En el número especial URSS de Jot Down, el embajador de Rusia en España, Yuri Korchagin, explicó lo que ocurrió en los días siguientes, cuando Jrushchov salió victorioso de la lucha por el poder que se desató con Stalin convaleciente y ya al mando denunció el estalinismo:
Para entenderlo, hay que recordar antes que Stalin tuvo un culto a la personalidad enorme e inigualable. La gente que sufrió represalias con Stalin, cuando la fusilaban, moría gritando: «¡Viva Stalin!». Igual que mucha gente en la guerra, que moría gritando su nombre. Mi opinión es que Jruschchov, para afianzarse en ese puesto, tuvo que ofrecer a la sociedad algo para no ser un pigmeo en comparación con Stalin. Además, intuyó que tras su muerte podían ir apareciendo denuncias de sus excesos, por lo que pensó que era mejor encabezar un proceso que estar enfrente. Por eso tomó la decisión de revelar los excesos del estalinismo en el famoso discurso del XX Congreso del PCUS.
Su guardaespaldas, en plena Perestroika, le defendía.

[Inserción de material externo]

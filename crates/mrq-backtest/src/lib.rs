pub mod sim;
pub mod walk_forward;

pub use sim::{simulate, SimConfig};
pub use walk_forward::{run_walk_forward, split_windows};
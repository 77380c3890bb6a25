/// Creates every table this crate's stores read and write, if absent.
/// Called once by the owning binary (`mrq-cli`) before first use — there is
/// no separate migration runner; schema evolution is additive
/// `CREATE TABLE IF NOT EXISTS` / `CREATE INDEX IF NOT EXISTS` statements,
/// the same bootstrap idiom the corpus uses in its store test fixtures.
pub async fn init_schema(pool: &sqlx::AnyPool) -> Result<(), sqlx::Error> {
    sqlx::query(
        "CREATE TABLE IF NOT EXISTS candles (
            id INTEGER PRIMARY KEY AUTOINCREMENT,
            symbol TEXT NOT NULL,
            open_time TEXT NOT NULL,
            close_time TEXT NOT NULL,
            open REAL NOT NULL,
            high REAL NOT NULL,
            low REAL NOT NULL,
            close REAL NOT NULL,
            volume REAL NOT NULL,
            quote_volume REAL NOT NULL,
            trade_count INTEGER NOT NULL,
            taker_buy_base REAL NOT NULL,
            taker_buy_quote REAL NOT NULL,
            UNIQUE(symbol, open_time)
        )",
    )
    .execute(pool)
    .await?;

    sqlx::query("CREATE INDEX IF NOT EXISTS idx_candles_symbol_time ON candles(symbol, open_time)")
        .execute(pool)
        .await?;

    sqlx::query(
        "CREATE TABLE IF NOT EXISTS ratings (
            id INTEGER PRIMARY KEY AUTOINCREMENT,
            symbol TEXT NOT NULL,
            timestamp TEXT NOT NULL,
            rating REAL NOT NULL,
            rating_deviation REAL NOT NULL,
            volatility REAL NOT NULL,
            performance_score REAL NOT NULL,
            UNIQUE(symbol, timestamp)
        )",
    )
    .execute(pool)
    .await?;

    sqlx::query("CREATE INDEX IF NOT EXISTS idx_ratings_symbol_time ON ratings(symbol, timestamp)")
        .execute(pool)
        .await?;

    sqlx::query(
        "CREATE TABLE IF NOT EXISTS backtest_runs (
            id INTEGER PRIMARY KEY AUTOINCREMENT,
            symbol TEXT NOT NULL,
            base TEXT NOT NULL,
            quote TEXT NOT NULL,
            z_score_threshold REAL NOT NULL,
            ma_period INTEGER NOT NULL,
            profit_pct REAL NOT NULL,
            stop_loss_pct REAL NOT NULL,
            start_time TEXT NOT NULL,
            end_time TEXT NOT NULL,
            window_size_months INTEGER NOT NULL,
            created_at TEXT NOT NULL
        )",
    )
    .execute(pool)
    .await?;

    sqlx::query(
        "CREATE TABLE IF NOT EXISTS trades (
            id INTEGER PRIMARY KEY AUTOINCREMENT,
            run_id INTEGER NOT NULL,
            open_time TEXT NOT NULL,
            close_time TEXT NOT NULL,
            entry_price REAL NOT NULL,
            exit_price REAL NOT NULL,
            quantity REAL NOT NULL,
            exit_reason TEXT NOT NULL,
            pnl REAL NOT NULL,
            pnl_pct REAL NOT NULL
        )",
    )
    .execute(pool)
    .await?;

    sqlx::query("CREATE INDEX IF NOT EXISTS idx_trades_run_id ON trades(run_id)")
        .execute(pool)
        .await?;

    sqlx::query(
        "CREATE TABLE IF NOT EXISTS aggregate_metrics (
            id INTEGER PRIMARY KEY AUTOINCREMENT,
            fingerprint TEXT NOT NULL,
            symbol TEXT NOT NULL,
            base TEXT NOT NULL,
            quote TEXT NOT NULL,
            z_score_threshold REAL NOT NULL,
            ma_period INTEGER NOT NULL,
            profit_pct REAL NOT NULL,
            stop_loss_pct REAL NOT NULL,
            average_return_per_window REAL NOT NULL,
            std_return_per_window REAL NOT NULL,
            positive_window_ratio REAL NOT NULL,
            metrics_json TEXT NOT NULL,
            updated_at TEXT NOT NULL,
            UNIQUE(fingerprint, symbol, base, quote)
        )",
    )
    .execute(pool)
    .await?;

    sqlx::query("CREATE INDEX IF NOT EXISTS idx_agg_metrics_fingerprint ON aggregate_metrics(fingerprint)")
        .execute(pool)
        .await?;

    Ok(())
}
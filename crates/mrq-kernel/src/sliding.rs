use mrq_core::Error;

use crate::{all_finite, welford::welford_window_stats, STD_EPSILON, WELFORD_SUM_THRESHOLD, WELFORD_WINDOW_THRESHOLD};

/// Four equal-length series aligned by the right edge of a sliding window
/// of size `W` over an input of length `N`: each has length `N - W + 1`.
#[derive(Debug, Clone, Default)]
pub struct WindowSeries {
    pub z_score: Vec<f64>,
    pub moving_average: Vec<f64>,
    pub rolling_std: Vec<f64>,
    pub bollinger_upper: Vec<f64>,
    pub bollinger_middle: Vec<f64>,
    pub bollinger_lower: Vec<f64>,
}

impl WindowSeries {
    pub(crate) fn with_capacity(n: usize) -> Self {
        Self {
            z_score: Vec::with_capacity(n),
            moving_average: Vec::with_capacity(n),
            rolling_std: Vec::with_capacity(n),
            bollinger_upper: Vec::with_capacity(n),
            bollinger_middle: Vec::with_capacity(n),
            bollinger_lower: Vec::with_capacity(n),
        }
    }

    pub(crate) fn push(&mut self, z: f64, ma: f64, std: f64) {
        self.z_score.push(z);
        self.moving_average.push(ma);
        self.rolling_std.push(std);
        self.bollinger_middle.push(ma);
        self.bollinger_upper.push(ma + 2.0 * std);
        self.bollinger_lower.push(ma - 2.0 * std);
    }

    pub fn len(&self) -> usize {
        self.z_score.len()
    }

    pub fn is_empty(&self) -> bool {
        self.z_score.is_empty()
    }
}

/// Single-pass sliding-window mean, population standard deviation,
/// z-score, and Bollinger bands over `values`, window size `window_size`.
///
/// O(N) time, O(W) extra memory: `sum` and `sum_of_squares` are updated
/// incrementally as the window slides (add the entering value, subtract
/// the departing one). When that incremental path would be numerically
/// unreliable — `|sum| > 1e12` or `window_size > 10_000` — the same
/// population-variance computation is instead routed through Welford's
/// recurrence with decremental removal, which does not difference two
/// large near-equal quantities.
pub fn compute_window_metrics(values: &[f64], window_size: usize) -> Result<WindowSeries, Error> {
    let n = values.len();
    let w = window_size;
    if w == 0 || n < w {
        return Err(Error::InsufficientData(format!(
            "need at least {w} values, got {n}"
        )));
    }
    if !all_finite(values) {
        return Err(Error::InvalidInput("non-finite value in series".into()));
    }

    let initial_sum: f64 = values[0..w].iter().sum();
    if initial_sum.abs() > WELFORD_SUM_THRESHOLD || w > WELFORD_WINDOW_THRESHOLD {
        return Ok(from_mean_std(values, w, welford_window_stats(values, w, false)));
    }

    let mut series = WindowSeries::with_capacity(n - w + 1);
    let mut sum: f64 = initial_sum;
    let mut sum_sq: f64 = values[0..w].iter().map(|v| v * v).sum();

    push_one(&mut series, values, w, 0, sum, sum_sq);

    for i in w..n {
        let departing = values[i - w];
        let entering = values[i];
        sum += entering - departing;
        sum_sq += entering * entering - departing * departing;
        push_one(&mut series, values, w, i - w + 1, sum, sum_sq);
    }

    Ok(series)
}

fn push_one(series: &mut WindowSeries, values: &[f64], w: usize, window_start: usize, sum: f64, sum_sq: f64) {
    let wf = w as f64;
    let mean = sum / wf;
    let variance = ((sum_sq / wf) - mean * mean).max(0.0);
    let std = variance.sqrt();
    let last = values[window_start + w - 1];
    let z = if std < STD_EPSILON { 0.0 } else { (last - mean) / std };
    series.push(z, mean, std);
}

fn from_mean_std(values: &[f64], w: usize, stats: Vec<(f64, f64)>) -> WindowSeries {
    let mut series = WindowSeries::with_capacity(stats.len());
    for (i, (mean, std)) in stats.into_iter().enumerate() {
        let last = values[i + w - 1];
        let z = if std < STD_EPSILON { 0.0 } else { (last - mean) / std };
        series.push(z, mean, std);
    }
    series
}

#[cfg(test)]
mod tests {
    use super::*;

    #[test]
    fn rejects_short_input() {
        let err = compute_window_metrics(&[1.0, 2.0], 5).unwrap_err();
        assert!(matches!(err, Error::InsufficientData(_)));
    }

    #[test]
    fn rejects_non_finite_input() {
        let err = compute_window_metrics(&[1.0, f64::NAN, 3.0, 4.0], 2).unwrap_err();
        assert!(matches!(err, Error::InvalidInput(_)));
    }

    #[test]
    fn moving_average_matches_arithmetic_mean() {
        let values = vec![1.0, 2.0, 3.0, 4.0, 5.0, 6.0];
        let series = compute_window_metrics(&values, 3).unwrap();
        assert_eq!(series.len(), 4);
        assert!((series.moving_average[0] - 2.0).abs() < 1e-9); // mean(1,2,3)
        assert!((series.moving_average[3] - 5.0).abs() < 1e-9); // mean(4,5,6)
    }

    #[test]
    fn bollinger_bands_straddle_the_moving_average() {
        let values = vec![10.0, 11.0, 9.0, 12.0, 8.0, 13.0];
        let series = compute_window_metrics(&values, 3).unwrap();
        for i in 0..series.len() {
            assert!((series.bollinger_middle[i] - series.moving_average[i]).abs() < 1e-12);
            assert!(series.bollinger_upper[i] >= series.bollinger_middle[i]);
            assert!(series.bollinger_lower[i] <= series.bollinger_middle[i]);
        }
    }

    #[test]
    fn large_window_routes_through_welford_without_panicking() {
        let values: Vec<f64> = (0..20_100).map(|i| (i % 7) as f64).collect();
        let series = compute_window_metrics(&values, 10_050).unwrap();
        assert_eq!(series.len(), values.len() - 10_050 + 1);
    }
}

Para ello citaba unas palabras que le oyó pronunciar y que, a día de hoy, si de algo sirven es de síntesis del autoritarismo:
Todos me consideran un ser cruel, le decía al vicecomandante. Pero ¿cómo no ser cruel cuando dices una cosa y te malinterpretan? Y un error deriva en una avalancha que genera multitud de errores.
y la película, que?
A ver si solo era una excusa….
Hay una errata: Polina Zhemchúzhina no era esposa de Malenkov, sino de Molotov.
La película me pareció regulera, bastante peor que el cómic. Y este no cuenta los hechos, sino que se inspira en los mismos. Como escriben los autores:
«ADVERTENCIA:
A pesar de estar inspirada en hechos reales,
esta historia no resulta ser menos ficticia.
Está libremente construida a partir de una documentación parcelaria,
en ocasiones parcial y a menudo contradictoria…
Los autores quieren dejar claro que, en cualquier caso,
ellos apenas han tenido que forzar su imaginación,
siendo incapaces de inventar nada remotamente parecido
a la furiosa locura de Stalin y su entorno».
Es una excelente, detallada reseña de los dīas finales en el entorno de un dictador que partió en dos el rumbo del siglo xx. La muerte de Stalin una miniserie que cosechará con amargura y jocosidad muchos comentarios, descubriendo al gran público las sombras de un gran personaje que gobernó a tantos millones basado en la insignificancia y el temor cultivado a los «poderosos» de antes y de ahora, de bigote o de peluquín, así como los calvos y barbi lampiños.